[ACTIVITY]:
Spot each line in the data below containing "InternalError" and copy it.

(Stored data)
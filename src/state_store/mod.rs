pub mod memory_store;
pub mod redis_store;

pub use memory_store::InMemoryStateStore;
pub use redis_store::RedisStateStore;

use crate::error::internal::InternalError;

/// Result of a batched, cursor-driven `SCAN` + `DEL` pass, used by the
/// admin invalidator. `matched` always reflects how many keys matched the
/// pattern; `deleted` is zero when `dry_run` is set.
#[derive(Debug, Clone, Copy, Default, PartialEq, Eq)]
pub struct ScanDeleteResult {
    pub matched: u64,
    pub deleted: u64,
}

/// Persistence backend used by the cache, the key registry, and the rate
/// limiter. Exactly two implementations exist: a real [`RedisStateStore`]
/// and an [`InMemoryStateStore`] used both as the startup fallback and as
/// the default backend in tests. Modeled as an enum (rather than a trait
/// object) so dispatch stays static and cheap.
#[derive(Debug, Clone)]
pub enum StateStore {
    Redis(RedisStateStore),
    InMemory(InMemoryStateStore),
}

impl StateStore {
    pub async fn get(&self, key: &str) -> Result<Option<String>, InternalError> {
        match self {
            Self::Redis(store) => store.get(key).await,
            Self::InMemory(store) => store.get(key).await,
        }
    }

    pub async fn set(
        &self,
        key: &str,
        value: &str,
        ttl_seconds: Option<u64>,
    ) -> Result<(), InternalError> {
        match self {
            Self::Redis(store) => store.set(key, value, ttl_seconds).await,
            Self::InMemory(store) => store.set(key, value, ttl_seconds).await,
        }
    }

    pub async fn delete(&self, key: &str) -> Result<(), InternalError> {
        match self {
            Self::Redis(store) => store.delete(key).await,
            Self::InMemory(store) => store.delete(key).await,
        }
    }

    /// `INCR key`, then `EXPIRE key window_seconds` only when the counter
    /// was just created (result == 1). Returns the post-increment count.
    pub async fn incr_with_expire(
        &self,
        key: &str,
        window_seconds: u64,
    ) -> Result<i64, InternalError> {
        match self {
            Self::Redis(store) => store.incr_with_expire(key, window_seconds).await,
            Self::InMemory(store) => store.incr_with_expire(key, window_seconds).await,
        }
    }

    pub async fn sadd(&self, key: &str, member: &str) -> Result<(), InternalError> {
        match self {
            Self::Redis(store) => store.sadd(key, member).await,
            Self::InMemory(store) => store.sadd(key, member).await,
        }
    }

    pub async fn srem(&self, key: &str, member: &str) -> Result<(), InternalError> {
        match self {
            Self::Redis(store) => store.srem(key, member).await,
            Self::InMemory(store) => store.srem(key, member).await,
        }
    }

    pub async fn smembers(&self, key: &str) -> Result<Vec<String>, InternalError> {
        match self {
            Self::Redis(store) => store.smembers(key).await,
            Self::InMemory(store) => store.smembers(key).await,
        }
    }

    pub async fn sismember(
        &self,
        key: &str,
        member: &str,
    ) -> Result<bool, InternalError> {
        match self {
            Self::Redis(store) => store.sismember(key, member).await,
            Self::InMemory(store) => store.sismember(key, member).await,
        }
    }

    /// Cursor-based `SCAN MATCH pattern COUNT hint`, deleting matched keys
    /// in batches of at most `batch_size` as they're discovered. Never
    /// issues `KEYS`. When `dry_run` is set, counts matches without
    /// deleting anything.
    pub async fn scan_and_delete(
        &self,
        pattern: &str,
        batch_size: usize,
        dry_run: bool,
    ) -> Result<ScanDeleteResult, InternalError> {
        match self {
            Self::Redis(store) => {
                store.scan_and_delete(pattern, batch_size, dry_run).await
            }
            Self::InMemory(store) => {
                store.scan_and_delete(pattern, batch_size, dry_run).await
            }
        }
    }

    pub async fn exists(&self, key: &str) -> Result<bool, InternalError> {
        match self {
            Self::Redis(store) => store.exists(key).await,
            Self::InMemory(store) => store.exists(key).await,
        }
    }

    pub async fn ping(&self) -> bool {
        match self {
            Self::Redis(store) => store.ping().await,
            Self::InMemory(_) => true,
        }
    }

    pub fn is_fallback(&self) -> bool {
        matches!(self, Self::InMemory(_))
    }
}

==

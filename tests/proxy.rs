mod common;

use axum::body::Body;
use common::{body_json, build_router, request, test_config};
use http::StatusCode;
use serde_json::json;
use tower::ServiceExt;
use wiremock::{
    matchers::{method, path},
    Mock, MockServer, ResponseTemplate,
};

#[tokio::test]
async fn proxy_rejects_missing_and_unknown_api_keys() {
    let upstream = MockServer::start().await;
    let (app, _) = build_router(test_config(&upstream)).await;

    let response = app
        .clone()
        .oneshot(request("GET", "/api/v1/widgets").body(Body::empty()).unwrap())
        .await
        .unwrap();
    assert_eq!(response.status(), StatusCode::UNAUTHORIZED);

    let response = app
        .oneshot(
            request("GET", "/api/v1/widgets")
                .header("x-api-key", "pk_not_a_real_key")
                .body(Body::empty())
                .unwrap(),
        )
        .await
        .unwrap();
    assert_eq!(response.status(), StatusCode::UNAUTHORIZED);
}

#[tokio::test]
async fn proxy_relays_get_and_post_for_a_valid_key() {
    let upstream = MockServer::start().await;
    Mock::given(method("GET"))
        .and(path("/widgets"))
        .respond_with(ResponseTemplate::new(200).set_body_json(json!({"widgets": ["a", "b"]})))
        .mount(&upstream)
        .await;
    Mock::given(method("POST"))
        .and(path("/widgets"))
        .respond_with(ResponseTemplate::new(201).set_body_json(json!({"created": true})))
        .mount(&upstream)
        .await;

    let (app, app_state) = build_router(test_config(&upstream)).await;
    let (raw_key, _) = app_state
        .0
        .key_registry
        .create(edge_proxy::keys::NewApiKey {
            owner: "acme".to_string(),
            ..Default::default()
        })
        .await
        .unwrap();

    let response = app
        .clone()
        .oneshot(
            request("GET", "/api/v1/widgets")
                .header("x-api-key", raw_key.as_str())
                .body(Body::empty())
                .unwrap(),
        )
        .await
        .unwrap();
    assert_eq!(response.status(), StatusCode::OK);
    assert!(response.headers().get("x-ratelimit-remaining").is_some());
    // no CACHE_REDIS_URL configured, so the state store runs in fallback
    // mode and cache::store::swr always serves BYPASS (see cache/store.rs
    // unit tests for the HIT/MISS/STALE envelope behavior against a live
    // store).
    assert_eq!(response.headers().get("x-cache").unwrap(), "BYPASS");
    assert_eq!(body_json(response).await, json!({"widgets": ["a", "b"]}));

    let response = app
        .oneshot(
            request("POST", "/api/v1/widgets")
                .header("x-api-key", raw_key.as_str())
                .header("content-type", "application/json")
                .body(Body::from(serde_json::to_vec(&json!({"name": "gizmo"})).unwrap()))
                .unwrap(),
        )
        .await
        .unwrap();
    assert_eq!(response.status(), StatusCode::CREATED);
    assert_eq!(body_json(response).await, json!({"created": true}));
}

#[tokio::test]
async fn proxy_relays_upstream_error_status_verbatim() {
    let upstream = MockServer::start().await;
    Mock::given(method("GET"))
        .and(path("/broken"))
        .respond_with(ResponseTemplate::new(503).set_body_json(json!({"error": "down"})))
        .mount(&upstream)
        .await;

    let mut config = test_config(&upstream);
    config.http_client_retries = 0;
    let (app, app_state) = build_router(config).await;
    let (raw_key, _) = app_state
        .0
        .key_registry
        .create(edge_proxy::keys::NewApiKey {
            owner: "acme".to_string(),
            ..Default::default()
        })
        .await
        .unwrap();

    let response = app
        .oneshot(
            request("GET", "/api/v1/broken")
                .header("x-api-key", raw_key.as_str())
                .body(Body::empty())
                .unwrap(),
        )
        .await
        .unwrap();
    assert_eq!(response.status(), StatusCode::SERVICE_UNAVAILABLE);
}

[RESPONSE TO THE TASK]:
use crate::error::internal::InternalError;
    pub async fn get(&self, key: &str) -> Result<Option<String>, InternalError> {
    ) -> Result<(), InternalError> {
    pub async fn delete(&self, key: &str) -> Result<(), InternalError> {
    ) -> Result<i64, InternalError> {
    pub async fn sadd(&self, key: &str, member: &str) -> Result<(), InternalError> {
    pub async fn srem(&self, key: &str, member: &str) -> Result<(), InternalError> {
    pub async fn smembers(&self, key: &str) -> Result<Vec<String>, InternalError> {
    ) -> Result<bool, InternalError> {
    ) -> Result<ScanDeleteResult, InternalError> {
    pub async fn exists(&self, key: &str) -> Result<bool, InternalError> {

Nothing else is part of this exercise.